What you need to do: Go through the records below and copy out every line that contains the word "Option".

___ Record set ___

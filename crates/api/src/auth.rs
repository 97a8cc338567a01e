//! Shared-token authentication middleware.
//!
//! The token may arrive as an `x-mcp-token` header, an
//! `Authorization: Bearer` header, or a `token` query parameter (for
//! EventSource clients that cannot set headers). Liveness routes are exempt.

use std::sync::Arc;

use axum::{
    extract::{Query, Request, State},
    http::{HeaderMap, Uri},
    middleware::Next,
    response::{IntoResponse, Response},
};
use serde::Deserialize;
use tracing::warn;

use crate::error::ApiError;
use crate::state::AppState;

pub const TOKEN_HEADER: &str = "x-mcp-token";

const PUBLIC_PATHS: &[&str] = &["/ping", "/version", "/healthz"];

/// The expected token, held as bytes for constant-time comparison.
#[derive(Clone)]
pub struct ApiToken {
    bytes: Vec<u8>,
}

impl std::fmt::Debug for ApiToken {
    fn fmt(&self, f: &mut std::fmt::Formatter<'_>) -> std::fmt::Result {
        f.write_str("ApiToken(..)")
    }
}

impl ApiToken {
    pub fn new(token: impl Into<String>) -> Self {
        Self {
            bytes: token.into().into_bytes(),
        }
    }

    /// Constant time regardless of where a mismatch occurs.
    pub fn verify(&self, provided: &[u8]) -> bool {
        if self.bytes.len() != provided.len() {
            return false;
        }
        let mut diff: u8 = 0;
        for (a, b) in self.bytes.iter().zip(provided) {
            diff |= a ^ b;
        }
        diff == 0
    }
}

#[derive(Deserialize)]
struct TokenQuery {
    token: Option<String>,
}

/// First token found: `x-mcp-token`, then bearer, then `?token=`.
fn extract_token(headers: &HeaderMap, uri: &Uri) -> Option<String> {
    if let Some(token) = headers.get(TOKEN_HEADER).and_then(|v| v.to_str().ok()) {
        return Some(token.to_string());
    }
    if let Some(token) = headers
        .get("authorization")
        .and_then(|v| v.to_str().ok())
        .and_then(|v| v.strip_prefix("Bearer "))
    {
        return Some(token.to_string());
    }
    Query::<TokenQuery>::try_from_uri(uri)
        .ok()
        .and_then(|Query(q)| q.token)
}

pub async fn require_token(
    State(state): State<Arc<AppState>>,
    request: Request,
    next: Next,
) -> Response {
    let Some(expected) = &state.token else {
        return next.run(request).await;
    };
    if PUBLIC_PATHS.contains(&request.uri().path()) {
        return next.run(request).await;
    }

    match extract_token(request.headers(), request.uri()) {
        Some(token) if expected.verify(token.as_bytes()) => next.run(request).await,
        provided => {
            warn!(
                path = %request.uri().path(),
                token_present = provided.is_some(),
                "Rejected request with invalid or missing token"
            );
            ApiError::from(beebo_common::BeeboError::Auth).into_response()
        }
    }
}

___

Result for this task:
    token: Option<String>,
fn extract_token(headers: &HeaderMap, uri: &Uri) -> Option<String> {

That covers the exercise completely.